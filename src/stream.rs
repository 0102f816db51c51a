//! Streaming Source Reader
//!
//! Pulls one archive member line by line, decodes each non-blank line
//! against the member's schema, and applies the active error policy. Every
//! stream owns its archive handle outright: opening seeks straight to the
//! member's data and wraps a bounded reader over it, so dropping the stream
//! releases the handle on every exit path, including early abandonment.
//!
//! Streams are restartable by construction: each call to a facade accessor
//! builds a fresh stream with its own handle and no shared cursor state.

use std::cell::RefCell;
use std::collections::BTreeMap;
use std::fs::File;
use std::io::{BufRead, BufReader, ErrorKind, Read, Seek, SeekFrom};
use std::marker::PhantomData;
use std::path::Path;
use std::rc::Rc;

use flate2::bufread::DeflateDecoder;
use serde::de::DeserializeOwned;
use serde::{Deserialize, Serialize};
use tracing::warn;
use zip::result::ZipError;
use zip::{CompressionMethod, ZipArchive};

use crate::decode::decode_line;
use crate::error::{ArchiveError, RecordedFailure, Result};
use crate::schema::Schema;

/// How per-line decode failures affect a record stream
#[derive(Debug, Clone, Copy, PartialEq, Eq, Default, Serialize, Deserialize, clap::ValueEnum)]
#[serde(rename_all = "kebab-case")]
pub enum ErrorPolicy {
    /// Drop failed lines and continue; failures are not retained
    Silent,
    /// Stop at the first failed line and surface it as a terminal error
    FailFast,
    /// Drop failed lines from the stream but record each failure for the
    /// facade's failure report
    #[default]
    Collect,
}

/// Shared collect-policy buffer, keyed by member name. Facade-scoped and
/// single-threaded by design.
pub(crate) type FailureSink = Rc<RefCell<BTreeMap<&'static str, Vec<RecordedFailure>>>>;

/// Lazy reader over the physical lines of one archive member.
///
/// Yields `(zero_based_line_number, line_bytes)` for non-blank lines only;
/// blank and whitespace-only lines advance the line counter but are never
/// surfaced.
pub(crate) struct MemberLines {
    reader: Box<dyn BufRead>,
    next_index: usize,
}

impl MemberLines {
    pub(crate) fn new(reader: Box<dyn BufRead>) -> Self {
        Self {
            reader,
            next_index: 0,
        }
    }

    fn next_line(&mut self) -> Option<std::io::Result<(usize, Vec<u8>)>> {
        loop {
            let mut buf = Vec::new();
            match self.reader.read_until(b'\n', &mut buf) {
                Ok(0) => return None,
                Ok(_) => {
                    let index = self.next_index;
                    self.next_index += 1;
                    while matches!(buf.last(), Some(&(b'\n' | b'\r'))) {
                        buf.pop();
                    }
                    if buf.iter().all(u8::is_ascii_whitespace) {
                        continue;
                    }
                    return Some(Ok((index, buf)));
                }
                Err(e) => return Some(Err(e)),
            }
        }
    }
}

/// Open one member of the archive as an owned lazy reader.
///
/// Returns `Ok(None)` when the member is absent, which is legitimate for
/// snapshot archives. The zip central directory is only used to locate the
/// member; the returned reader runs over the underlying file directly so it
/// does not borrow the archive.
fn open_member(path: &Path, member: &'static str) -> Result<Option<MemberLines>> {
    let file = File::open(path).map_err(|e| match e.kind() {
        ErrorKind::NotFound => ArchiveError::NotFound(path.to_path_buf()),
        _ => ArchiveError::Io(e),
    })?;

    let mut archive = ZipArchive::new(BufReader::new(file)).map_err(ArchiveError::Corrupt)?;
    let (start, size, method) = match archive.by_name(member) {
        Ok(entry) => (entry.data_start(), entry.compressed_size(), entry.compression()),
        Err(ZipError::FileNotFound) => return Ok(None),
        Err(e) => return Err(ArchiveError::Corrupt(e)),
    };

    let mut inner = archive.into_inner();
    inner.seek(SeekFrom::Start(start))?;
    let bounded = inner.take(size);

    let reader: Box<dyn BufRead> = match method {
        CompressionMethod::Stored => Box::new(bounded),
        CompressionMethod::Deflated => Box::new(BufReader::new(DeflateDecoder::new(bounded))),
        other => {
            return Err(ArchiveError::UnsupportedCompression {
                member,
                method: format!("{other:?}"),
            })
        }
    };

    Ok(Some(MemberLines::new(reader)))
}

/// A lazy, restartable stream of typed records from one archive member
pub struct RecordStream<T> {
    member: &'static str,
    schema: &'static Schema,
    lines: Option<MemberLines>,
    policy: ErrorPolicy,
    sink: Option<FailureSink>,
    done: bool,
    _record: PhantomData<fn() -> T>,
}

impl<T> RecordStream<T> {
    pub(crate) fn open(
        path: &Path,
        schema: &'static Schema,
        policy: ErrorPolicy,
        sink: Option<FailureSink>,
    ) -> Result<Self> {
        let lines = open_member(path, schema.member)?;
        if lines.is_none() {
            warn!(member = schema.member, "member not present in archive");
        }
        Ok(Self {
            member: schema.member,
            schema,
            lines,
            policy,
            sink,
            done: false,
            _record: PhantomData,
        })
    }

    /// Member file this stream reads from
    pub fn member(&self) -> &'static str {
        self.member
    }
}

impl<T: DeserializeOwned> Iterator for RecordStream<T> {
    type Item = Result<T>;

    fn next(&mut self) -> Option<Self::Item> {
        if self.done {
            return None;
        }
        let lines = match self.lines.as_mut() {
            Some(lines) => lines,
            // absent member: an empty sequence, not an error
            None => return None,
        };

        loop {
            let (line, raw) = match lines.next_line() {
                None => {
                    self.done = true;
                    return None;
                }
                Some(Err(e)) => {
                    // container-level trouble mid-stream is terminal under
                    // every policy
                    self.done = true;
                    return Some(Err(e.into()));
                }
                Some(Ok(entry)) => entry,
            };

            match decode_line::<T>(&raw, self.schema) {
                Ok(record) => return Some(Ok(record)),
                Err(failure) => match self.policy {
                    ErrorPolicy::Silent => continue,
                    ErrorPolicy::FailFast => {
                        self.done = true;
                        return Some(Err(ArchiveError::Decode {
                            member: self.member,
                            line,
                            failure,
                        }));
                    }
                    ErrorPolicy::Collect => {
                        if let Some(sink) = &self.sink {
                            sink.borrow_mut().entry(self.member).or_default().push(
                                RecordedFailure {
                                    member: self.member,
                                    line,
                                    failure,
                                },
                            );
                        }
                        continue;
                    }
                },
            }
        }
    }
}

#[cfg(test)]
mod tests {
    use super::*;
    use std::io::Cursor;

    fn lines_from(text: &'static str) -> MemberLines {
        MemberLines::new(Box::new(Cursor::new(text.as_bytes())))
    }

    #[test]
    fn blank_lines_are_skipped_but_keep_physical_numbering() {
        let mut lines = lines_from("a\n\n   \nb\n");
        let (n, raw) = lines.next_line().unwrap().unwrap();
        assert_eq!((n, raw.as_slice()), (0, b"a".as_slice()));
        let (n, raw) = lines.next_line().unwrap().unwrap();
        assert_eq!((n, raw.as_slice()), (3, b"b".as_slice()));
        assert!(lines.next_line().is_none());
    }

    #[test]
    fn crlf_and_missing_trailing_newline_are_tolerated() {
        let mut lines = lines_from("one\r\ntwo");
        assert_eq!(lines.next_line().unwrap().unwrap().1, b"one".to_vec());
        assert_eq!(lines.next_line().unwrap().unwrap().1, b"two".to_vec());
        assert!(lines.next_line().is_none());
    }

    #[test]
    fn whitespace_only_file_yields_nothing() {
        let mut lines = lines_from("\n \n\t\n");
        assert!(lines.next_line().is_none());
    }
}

__PROBLEM STATEMENT__. Lines that contain "RecordedFailure" should be pulled from the entries above and reported.

__ANSWER BOX__.
use crate::error::{ArchiveError, RecordedFailure, Result};
pub(crate) type FailureSink = Rc<RefCell<BTreeMap<&'static str, Vec<RecordedFailure>>>>;
                                RecordedFailure {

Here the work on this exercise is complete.